Tapeçaria de Pastrana: Tomada de Tânger
Centro de Fabrico: Real Fábrica de Tapices, Madrid, Espanha
Datação: 1936
Material: Lã e seda
Dimensões (cm): Alt. 494; larg. 1057
N.º de Inventário: PD0333
A tomada de Tânger
Depois de conquistada a cidade de Arzila, D. Afonso V é informado de que os habitantes de Tânger haviam abandonado a urbe com medo de que os portugueses a tomassem de modo violento, tal como sucedido naquela. D. Afonso V decide então enviar a Tânger a infantaria e a cavalaria comandadas por D. João, futuro Marquês de Montemor, filho do Duque de Bragança.
Na parte superior da tapeçaria, uma extensa legenda gótica, escrita em latim, descreve em traços gerais o que nela se narra.

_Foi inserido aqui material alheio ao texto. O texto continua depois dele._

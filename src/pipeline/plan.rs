// src/pipeline/plan.rs

use std::fmt::Write as _;
use std::sync::Arc;

use tokio::sync::mpsc;

use crate::blueprint::{NodeKind, format_duration};
use crate::clock::LogicalClock;
use crate::config::EngineConfig;
use crate::engine::cache::ResultCache;
use crate::engine::notify::AlertHandler;
use crate::engine::task::TerminalError;

use super::message::{Envelope, Outlet};
use super::metrics::StageCounters;
use super::runner::Stage;
use super::stages::{
    AlertOp, JoinOp, MapReduceOp, Operator, SinkOp, SourceOp, UnionOp, WindowOp,
};

/// One stage of a compiled pipeline.
#[derive(Debug, Clone)]
pub struct StageSpec {
    /// Unique stage id (`<node>` or `<node>/group_by`).
    pub id: String,
    /// Blueprint node the stage was derived from.
    pub node: String,
    pub kind: NodeKind,
    /// Upstream stage indices; position = input port.
    pub inputs: Vec<usize>,
}

/// Result of [`super::compile`]: stages in dependency order, sources first.
#[derive(Debug, Clone)]
pub struct PipelinePlan {
    name: String,
    config: EngineConfig,
    stages: Vec<StageSpec>,
    outputs: Vec<String>,
}

/// Everything a task supplies when turning a plan into live stages.
#[derive(Clone)]
pub struct StageContext {
    pub task: String,
    pub clock: LogicalClock,
    pub cache: Arc<ResultCache>,
    pub alerts: Arc<dyn AlertHandler>,
    /// Slot a failing stage writes its error to before closing its inbox.
    pub failure: Arc<TerminalError>,
}

/// Where externally routed batches enter a pipeline.
#[derive(Debug, Clone)]
pub struct SourceInlet {
    pub stage: String,
    pub measurement: Option<String>,
    pub tx: mpsc::Sender<Envelope>,
}

impl SourceInlet {
    pub fn accepts(&self, name: &str) -> bool {
        self.measurement.as_deref().is_none_or(|m| m == name)
    }
}

/// Stages wired together with bounded queues, not yet running.
pub struct CompiledPipeline {
    pub stages: Vec<Stage>,
    pub inlets: Vec<SourceInlet>,
    pub counters: Vec<(String, Arc<StageCounters>)>,
}

impl PipelinePlan {
    pub(crate) fn new(
        name: String,
        config: EngineConfig,
        stages: Vec<StageSpec>,
        outputs: Vec<String>,
    ) -> Self {
        Self {
            name,
            config,
            stages,
            outputs,
        }
    }

    pub fn name(&self) -> &str {
        &self.name
    }

    pub fn config(&self) -> &EngineConfig {
        &self.config
    }

    pub fn stages(&self) -> &[StageSpec] {
        &self.stages
    }

    pub fn outputs(&self) -> &[String] {
        &self.outputs
    }

    /// Allocate queues and operators for every stage. Nothing is spawned.
    pub fn instantiate(&self, ctx: &StageContext) -> CompiledPipeline {
        let capacity = self.config.queue_capacity.max(1);
        let mut senders = Vec::with_capacity(self.stages.len());
        let mut inboxes = Vec::with_capacity(self.stages.len());
        for _ in &self.stages {
            let (tx, rx) = mpsc::channel::<Envelope>(capacity);
            senders.push(tx);
            inboxes.push(rx);
        }

        let mut outlets: Vec<Vec<Outlet>> = vec![Vec::new(); self.stages.len()];
        for (consumer, spec) in self.stages.iter().enumerate() {
            for (port, upstream) in spec.inputs.iter().enumerate() {
                outlets[*upstream].push(Outlet::new(
                    spec.id.clone(),
                    port,
                    senders[consumer].clone(),
                ));
            }
        }

        let mut inlets = Vec::new();
        for (i, spec) in self.stages.iter().enumerate() {
            if let NodeKind::Source(src) = &spec.kind {
                inlets.push(SourceInlet {
                    stage: spec.id.clone(),
                    measurement: src.measurement.clone(),
                    tx: senders[i].clone(),
                });
            }
        }
        // Only outlets and inlets keep queues open from here on.
        drop(senders);

        let mut stages = Vec::with_capacity(self.stages.len());
        let mut counters = Vec::with_capacity(self.stages.len());
        for ((spec, inbox), outlets) in self.stages.iter().zip(inboxes).zip(outlets) {
            let stage_counters = Arc::new(StageCounters::new());
            let operator = self.operator_for(spec, ctx, Arc::clone(&stage_counters));
            let ports = match spec.kind {
                NodeKind::Source(_) => 1,
                _ => spec.inputs.len(),
            };
            counters.push((spec.id.clone(), Arc::clone(&stage_counters)));
            stages.push(Stage::new(
                spec.id.clone(),
                ctx.task.clone(),
                operator,
                inbox,
                ports,
                outlets,
                stage_counters,
                Arc::clone(&ctx.alerts),
                Arc::clone(&ctx.failure),
            ));
        }

        CompiledPipeline {
            stages,
            inlets,
            counters,
        }
    }

    fn operator_for(
        &self,
        spec: &StageSpec,
        ctx: &StageContext,
        counters: Arc<StageCounters>,
    ) -> Operator {
        match &spec.kind {
            NodeKind::Source(src) => Operator::Source(SourceOp::new(src.filter.clone())),
            NodeKind::Window(win) => Operator::Window(WindowOp::new(
                win.period,
                win.every(),
                win.group_by.clone(),
                self.config.window_horizon,
                counters,
            )),
            NodeKind::Join(join) => Operator::Join(JoinOp::new(
                join,
                join.horizon.unwrap_or(self.config.join_horizon),
                counters,
            )),
            NodeKind::Union(union) => Operator::Union(UnionOp::new(union.name.clone())),
            NodeKind::MapReduce(mr) => Operator::MapReduce(MapReduceOp::new(mr)),
            NodeKind::Alert(alert) => Operator::Alert(AlertOp::new(
                &ctx.task,
                &spec.node,
                alert,
                self.config.alert_history,
                ctx.clock.clone(),
                counters,
            )),
            NodeKind::Cache(cache) => Operator::Sink(SinkOp::new(
                cache.name.clone().unwrap_or_else(|| spec.node.clone()),
                Arc::clone(&ctx.cache),
            )),
            NodeKind::Output(output) => {
                Operator::Sink(SinkOp::new(output.name.clone(), Arc::clone(&ctx.cache)))
            }
        }
    }

    /// Human-readable stage listing used by `--dry-run`.
    pub fn describe(&self) -> String {
        let mut out = String::new();
        let _ = writeln!(out, "pipeline '{}' ({} stages)", self.name, self.stages.len());
        for (i, stage) in self.stages.iter().enumerate() {
            let inputs: Vec<&str> = stage
                .inputs
                .iter()
                .map(|u| self.stages[*u].id.as_str())
                .collect();
            let _ = write!(out, "  {:>2}. {} [{}]", i, stage.id, stage.kind);
            if !inputs.is_empty() {
                let _ = write!(out, " <- {}", inputs.join(", "));
            }
            let detail = describe_kind(&stage.kind);
            if !detail.is_empty() {
                let _ = write!(out, "  {detail}");
            }
            out.push('\n');
        }
        if !self.outputs.is_empty() {
            let _ = writeln!(out, "outputs: {}", self.outputs.join(", "));
        }
        out
    }
}

fn describe_kind(kind: &NodeKind) -> String {
    match kind {
        NodeKind::Source(src) => {
            let mut parts = Vec::new();
            if let Some(m) = &src.measurement {
                parts.push(format!("measurement={m}"));
            }
            if let Some(f) = &src.filter {
                parts.push(format!("where={f}"));
            }
            parts.join(" ")
        }
        NodeKind::Window(win) => format!(
            "period={} every={} group_by={}",
            format_duration(win.period),
            format_duration(win.every()),
            win.group_by
        ),
        NodeKind::Join(join) => format!("as={:?} on={:?}", join.aliases, join.on),
        NodeKind::MapReduce(mr) => {
            format!("map={} reduce={} -> {}", mr.map.name(), mr.reduce.name(), mr.output_column())
        }
        NodeKind::Alert(alert) => match alert.flapping {
            Some(f) => format!("when={} flapping=({}, {})", alert.predicate, f.low, f.high),
            None => format!("when={}", alert.predicate),
        },
        NodeKind::Union(_) | NodeKind::Cache(_) | NodeKind::Output(_) => String::new(),
    }
}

Logo abaixo da legenda, representa-se o que se julga ser a cidade amuralhada de Arzila, retratada ao longe, lembrando a conquista realizada dias antes da tomada de Tânger.
No restante campo da tapeçaria, lendo-se da esquerda para a direita, observa-se a cavalaria e a infantaria portuguesa, dispostas em formação de combate, destacando-se a figura de D. João, ostentando na mão direita um estandarte. Repare-se que, ao contrário do sucedido em Arzila, não são visíveis armas de fogo, nem artilharia, nem sequer aparece representado o emblema de D. Afonso V (o rodízio aspergindo gotas), dado que o rei não esteve presente e porque não houve conquista. Ou seja, não houve combate, mas sim a ocupação/tomada da cidade dado que os muçulmanos a haviam abandonado.

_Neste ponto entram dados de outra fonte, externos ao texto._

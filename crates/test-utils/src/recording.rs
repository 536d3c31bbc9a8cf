use std::future::Future;
use std::pin::Pin;
use std::sync::{Arc, Mutex};

use batchflow::engine::{AlertEvent, AlertHandler, AlertLevel};

/// Alert handler that records every delivered notification.
///
/// Clones share the same record, so a test can keep one clone and hand
/// another to the registry.
#[derive(Debug, Clone, Default)]
pub struct RecordingAlertHandler {
    delivered: Arc<Mutex<Vec<AlertEvent>>>,
    fail: bool,
}

impl RecordingAlertHandler {
    pub fn new() -> Self {
        Self::default()
    }

    /// A handler that records and then reports a delivery failure.
    pub fn failing() -> Self {
        Self {
            fail: true,
            ..Self::default()
        }
    }

    pub fn events(&self) -> Vec<AlertEvent> {
        self.delivered.lock().unwrap().clone()
    }

    pub fn levels(&self) -> Vec<AlertLevel> {
        self.events().iter().map(|e| e.level).collect()
    }
}

impl AlertHandler for RecordingAlertHandler {
    fn deliver<'a>(
        &'a self,
        event: &'a AlertEvent,
    ) -> Pin<Box<dyn Future<Output = anyhow::Result<()>> + Send + 'a>> {
        Box::pin(async move {
            self.delivered.lock().unwrap().push(event.clone());
            if self.fail {
                anyhow::bail!("notification endpoint unavailable");
            }
            Ok(())
        })
    }
}
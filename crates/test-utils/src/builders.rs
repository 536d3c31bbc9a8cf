#![allow(dead_code)]

use std::time::Duration;

use batchflow::blueprint::{Blueprint, BlueprintBuilder, GroupBy, MapFn, ReduceFn, SourceNode};
use batchflow::model::{Batch, Row, Tags, Timestamp, Value};

pub const SECOND: Duration = Duration::from_secs(1);

pub fn secs(n: u64) -> Duration {
    Duration::from_secs(n)
}

/// Builder for `Batch` to simplify test setup.
pub struct BatchBuilder {
    name: String,
    tags: Tags,
    columns: Vec<String>,
    rows: Vec<Row>,
}

impl BatchBuilder {
    pub fn new(name: &str) -> Self {
        Self {
            name: name.to_string(),
            tags: Tags::new(),
            columns: Vec::new(),
            rows: Vec::new(),
        }
    }

    pub fn tag(mut self, key: &str, value: &str) -> Self {
        self.tags.insert(key.to_string(), value.to_string());
        self
    }

    pub fn columns(mut self, columns: &[&str]) -> Self {
        self.columns = columns.iter().map(|c| c.to_string()).collect();
        self
    }

    /// Append a row at `secs` seconds after the epoch.
    pub fn row(mut self, secs: i64, values: Vec<Value>) -> Self {
        self.rows.push(Row::new(Timestamp::from_secs(secs), values));
        self
    }

    /// Append one single-column row per second in `range`.
    pub fn per_second(mut self, range: std::ops::Range<i64>, value: f64) -> Self {
        for t in range {
            self.rows
                .push(Row::new(Timestamp::from_secs(t), vec![Value::Float(value)]));
        }
        self
    }

    pub fn build(self) -> Batch {
        Batch::new(self.name, self.tags, self.columns).with_rows(self.rows)
    }
}

pub const CPUS: [&str; 3] = ["cpu-total", "cpu0", "cpu1"];

/// Thirty seconds of `cpu_usage_idle` samples, one row per second for each
/// of [`CPUS`], delivered as one batch per cpu per 10s period.
pub fn cpu_usage_idle_batches() -> Vec<Batch> {
    let mut batches = Vec::new();
    for period in 0..3 {
        let start = period * 10;
        for (i, cpu) in CPUS.iter().enumerate() {
            batches.push(
                BatchBuilder::new("cpu_usage_idle")
                    .tag("cpu", cpu)
                    .tag("host", "serverA")
                    .columns(&["value"])
                    .per_second(start..start + 10, 90.0 + i as f64)
                    .build(),
            );
        }
    }
    batches
}

/// Source with a 10s period grouped by `time(2s)` and `cpu`, counted per
/// bucket, re-windowed into 20s and summed into the output `name`.
pub fn batching_blueprint(task: &str, output: &str) -> Blueprint {
    BlueprintBuilder::new(task)
        .source(
            "cpu",
            SourceNode::measurement("cpu_usage_idle")
                .with_period(secs(10), GroupBy::dims(["cpu"]).with_bucket(secs(2))),
        )
        .map_reduce("count", "cpu", MapFn::Count, ReduceFn::Sum, Some("value"))
        .window("window", "count", secs(20), Some(secs(20)))
        .map_reduce("sum", "window", MapFn::Identity, ReduceFn::Sum, Some("count"))
        .output("out", "sum", output)
        .build()
}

A meio do campo está representada a cidade amuralhada de Tanger e a sua baía, mais fazendo lembrar uma cidade do norte da Europa (repare-se os telhados) do que uma urbe do norte de África. Sobre a porta de entrada da cidade destaca-se a figura de um soldado português segurando entre mãos o pendão real. Um pormenor a destacar é o modo como o mar é representado – fundo azul, mais ou menos claro, onde ondas altaneiras se destacam.

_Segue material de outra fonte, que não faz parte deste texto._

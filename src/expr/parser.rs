// src/expr/parser.rs

use crate::model::Value;

use super::ExprError;

#[derive(Debug, Clone, Copy, PartialEq, Eq)]
pub enum UnaryOp {
    Neg,
    Not,
}

#[derive(Debug, Clone, Copy, PartialEq, Eq)]
pub enum BinaryOp {
    Or,
    And,
    Eq,
    NotEq,
    Lt,
    LtEq,
    Gt,
    GtEq,
    Add,
    Sub,
    Mul,
    Div,
    Mod,
}

impl BinaryOp {
    pub fn symbol(self) -> &'static str {
        match self {
            BinaryOp::Or => "OR",
            BinaryOp::And => "AND",
            BinaryOp::Eq => "==",
            BinaryOp::NotEq => "!=",
            BinaryOp::Lt => "<",
            BinaryOp::LtEq => "<=",
            BinaryOp::Gt => ">",
            BinaryOp::GtEq => ">=",
            BinaryOp::Add => "+",
            BinaryOp::Sub => "-",
            BinaryOp::Mul => "*",
            BinaryOp::Div => "/",
            BinaryOp::Mod => "%",
        }
    }

    /// Binding power; higher binds tighter.
    fn precedence(self) -> u8 {
        match self {
            BinaryOp::Or => 1,
            BinaryOp::And => 2,
            BinaryOp::Eq
            | BinaryOp::NotEq
            | BinaryOp::Lt
            | BinaryOp::LtEq
            | BinaryOp::Gt
            | BinaryOp::GtEq => 3,
            BinaryOp::Add | BinaryOp::Sub => 4,
            BinaryOp::Mul | BinaryOp::Div | BinaryOp::Mod => 5,
        }
    }
}

#[derive(Debug, Clone, PartialEq)]
pub enum Expr {
    Literal(Value),
    Ident(String),
    Unary(UnaryOp, Box<Expr>),
    Binary(BinaryOp, Box<Expr>, Box<Expr>),
}

#[derive(Debug, Clone, PartialEq)]
enum Token {
    Number(Value),
    Str(String),
    Ident(String),
    Bool(bool),
    Op(BinaryOp),
    Minus,
    Not,
    LParen,
    RParen,
}

pub(super) fn parse(source: &str) -> Result<Expr, ExprError> {
    let tokens = tokenize(source)?;
    if tokens.is_empty() {
        return Err(ExprError::Parse {
            pos: 0,
            message: "empty expression".to_string(),
        });
    }

    let mut parser = Parser { tokens, pos: 0 };
    let expr = parser.expression(0)?;
    if let Some((pos, tok)) = parser.tokens.get(parser.pos) {
        return Err(ExprError::Parse {
            pos: *pos,
            message: format!("unexpected trailing token {tok:?}"),
        });
    }
    Ok(expr)
}

struct Parser {
    tokens: Vec<(usize, Token)>,
    pos: usize,
}

impl Parser {
    fn peek(&self) -> Option<&Token> {
        self.tokens.get(self.pos).map(|(_, t)| t)
    }

    fn offset(&self) -> usize {
        self.tokens
            .get(self.pos)
            .or_else(|| self.tokens.last())
            .map(|(p, _)| *p)
            .unwrap_or(0)
    }

    fn next(&mut self) -> Option<Token> {
        let tok = self.tokens.get(self.pos).map(|(_, t)| t.clone());
        self.pos += 1;
        tok
    }

    fn expression(&mut self, min_prec: u8) -> Result<Expr, ExprError> {
        let mut lhs = self.prefix()?;

        loop {
            let op = match self.peek() {
                Some(Token::Op(op)) => *op,
                Some(Token::Minus) => BinaryOp::Sub,
                _ => break,
            };
            let prec = op.precedence();
            if prec <= min_prec {
                break;
            }
            self.pos += 1;
            let rhs = self.expression(prec)?;
            lhs = Expr::Binary(op, Box::new(lhs), Box::new(rhs));
        }

        Ok(lhs)
    }

    fn prefix(&mut self) -> Result<Expr, ExprError> {
        let pos = self.offset();
        match self.next() {
            Some(Token::Number(v)) => Ok(Expr::Literal(v)),
            Some(Token::Str(s)) => Ok(Expr::Literal(Value::Str(s))),
            Some(Token::Bool(b)) => Ok(Expr::Literal(Value::Bool(b))),
            Some(Token::Ident(name)) => Ok(Expr::Ident(name)),
            // Negation binds tighter than any binary operator; NOT covers a
            // whole comparison.
            Some(Token::Minus) => Ok(Expr::Unary(UnaryOp::Neg, Box::new(self.unary_operand()?))),
            Some(Token::Not) => {
                let operand = self.expression(BinaryOp::And.precedence())?;
                Ok(Expr::Unary(UnaryOp::Not, Box::new(operand)))
            }
            Some(Token::LParen) => {
                let inner = self.expression(0)?;
                match self.next() {
                    Some(Token::RParen) => Ok(inner),
                    _ => Err(ExprError::Parse {
                        pos: self.offset(),
                        message: "expected ')'".to_string(),
                    }),
                }
            }
            Some(tok) => Err(ExprError::Parse {
                pos,
                message: format!("unexpected token {tok:?}"),
            }),
            None => Err(ExprError::Parse {
                pos,
                message: "unexpected end of expression".to_string(),
            }),
        }
    }

    fn unary_operand(&mut self) -> Result<Expr, ExprError> {
        self.expression(BinaryOp::Mul.precedence())
    }
}

fn tokenize(source: &str) -> Result<Vec<(usize, Token)>, ExprError> {
    let chars: Vec<(usize, char)> = source.char_indices().collect();
    let mut tokens = Vec::new();
    let mut i = 0;

    while i < chars.len() {
        let (pos, c) = chars[i];
        let peek = chars.get(i + 1).map(|(_, c)| *c);

        match c {
            c if c.is_whitespace() => {
                i += 1;
            }
            '(' => {
                tokens.push((pos, Token::LParen));
                i += 1;
            }
            ')' => {
                tokens.push((pos, Token::RParen));
                i += 1;
            }
            '+' => {
                tokens.push((pos, Token::Op(BinaryOp::Add)));
                i += 1;
            }
            '-' => {
                tokens.push((pos, Token::Minus));
                i += 1;
            }
            '*' => {
                tokens.push((pos, Token::Op(BinaryOp::Mul)));
                i += 1;
            }
            '/' => {
                tokens.push((pos, Token::Op(BinaryOp::Div)));
                i += 1;
            }
            '%' => {
                tokens.push((pos, Token::Op(BinaryOp::Mod)));
                i += 1;
            }
            '<' => {
                let (op, len) = match peek {
                    Some('=') => (BinaryOp::LtEq, 2),
                    Some('>') => (BinaryOp::NotEq, 2),
                    _ => (BinaryOp::Lt, 1),
                };
                tokens.push((pos, Token::Op(op)));
                i += len;
            }
            '>' => {
                let (op, len) = match peek {
                    Some('=') => (BinaryOp::GtEq, 2),
                    _ => (BinaryOp::Gt, 1),
                };
                tokens.push((pos, Token::Op(op)));
                i += len;
            }
            '=' => {
                let len = if peek == Some('=') { 2 } else { 1 };
                tokens.push((pos, Token::Op(BinaryOp::Eq)));
                i += len;
            }
            '!' => {
                if peek == Some('=') {
                    tokens.push((pos, Token::Op(BinaryOp::NotEq)));
                    i += 2;
                } else {
                    tokens.push((pos, Token::Not));
                    i += 1;
                }
            }
            '&' | '|' => {
                if peek != Some(c) {
                    return Err(ExprError::Parse {
                        pos,
                        message: format!("expected '{c}{c}'"),
                    });
                }
                let op = if c == '&' { BinaryOp::And } else { BinaryOp::Or };
                tokens.push((pos, Token::Op(op)));
                i += 2;
            }
            '\'' | '"' => {
                let (text, next) = read_quoted(&chars, i, c)?;
                let tok = if c == '\'' {
                    Token::Str(text)
                } else {
                    Token::Ident(text)
                };
                tokens.push((pos, tok));
                i = next;
            }
            c if c.is_ascii_digit() => {
                let start = i;
                while i < chars.len() && (chars[i].1.is_ascii_digit() || chars[i].1 == '.') {
                    i += 1;
                }
                let text: String = chars[start..i].iter().map(|(_, c)| *c).collect();
                tokens.push((pos, Token::Number(parse_number(&text, pos)?)));
            }
            c if c.is_alphabetic() || c == '_' => {
                let start = i;
                while i < chars.len()
                    && (chars[i].1.is_alphanumeric() || chars[i].1 == '_' || chars[i].1 == '.')
                {
                    i += 1;
                }
                let word: String = chars[start..i].iter().map(|(_, c)| *c).collect();
                let tok = match word.to_ascii_uppercase().as_str() {
                    "AND" => Token::Op(BinaryOp::And),
                    "OR" => Token::Op(BinaryOp::Or),
                    "NOT" => Token::Not,
                    "TRUE" => Token::Bool(true),
                    "FALSE" => Token::Bool(false),
                    _ => Token::Ident(word),
                };
                tokens.push((pos, tok));
            }
            other => {
                return Err(ExprError::Parse {
                    pos,
                    message: format!("unexpected character '{other}'"),
                });
            }
        }
    }

    Ok(tokens)
}

fn read_quoted(
    chars: &[(usize, char)],
    start: usize,
    quote: char,
) -> Result<(String, usize), ExprError> {
    let mut out = String::new();
    let mut i = start + 1;
    while i < chars.len() {
        let c = chars[i].1;
        if c == '\\' {
            if let Some((_, escaped)) = chars.get(i + 1) {
                out.push(*escaped);
                i += 2;
                continue;
            }
        }
        if c == quote {
            return Ok((out, i + 1));
        }
        out.push(c);
        i += 1;
    }
    Err(ExprError::Parse {
        pos: chars[start].0,
        message: "unterminated quoted text".to_string(),
    })
}

fn parse_number(text: &str, pos: usize) -> Result<Value, ExprError> {
    let bad = || ExprError::Parse {
        pos,
        message: format!("invalid number '{text}'"),
    };
    if text.contains('.') {
        text.parse::<f64>().map(Value::Float).map_err(|_| bad())
    } else {
        text.parse::<i64>().map(Value::Int).map_err(|_| bad())
    }
}

#[cfg(test)]
mod tests {
    use super::*;

    fn ident(name: &str) -> Box<Expr> {
        Box::new(Expr::Ident(name.to_string()))
    }

    #[test]
    fn comparison_binds_looser_than_arithmetic() {
        let expr = parse("a + 1 < 30").unwrap();
        assert_eq!(
            expr,
            Expr::Binary(
                BinaryOp::Lt,
                Box::new(Expr::Binary(
                    BinaryOp::Add,
                    ident("a"),
                    Box::new(Expr::Literal(Value::Int(1)))
                )),
                Box::new(Expr::Literal(Value::Int(30)))
            )
        );
    }

    #[test]
    fn dotted_and_quoted_identifiers() {
        assert_eq!(
            parse(r#""errors.count" / views.count"#).unwrap(),
            Expr::Binary(BinaryOp::Div, ident("errors.count"), ident("views.count"))
        );
    }

    #[test]
    fn keywords_are_case_insensitive() {
        let expr = parse("not a and b OR c").unwrap();
        let Expr::Binary(BinaryOp::Or, lhs, _) = expr else {
            panic!("expected OR at the root");
        };
        assert!(matches!(*lhs, Expr::Binary(BinaryOp::And, _, _)));
    }

    #[test]
    fn reports_unbalanced_parens() {
        assert!(matches!(parse("(a < 1"), Err(ExprError::Parse { .. })));
        assert!(matches!(parse("a < 1)"), Err(ExprError::Parse { .. })));
        assert!(matches!(parse(""), Err(ExprError::Parse { .. })));
    }
}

Do lado direito da tapeçaria encontram-se representados os habitantes de Tânger – homens, mulheres e crianças –, os quais, de costas voltadas para a cidade, partem em direção a um exílio forçado. Vale a pena observar os seus toucados, o modo como transportam os haveres às costas, ou, dentro de cestas, à cabeça.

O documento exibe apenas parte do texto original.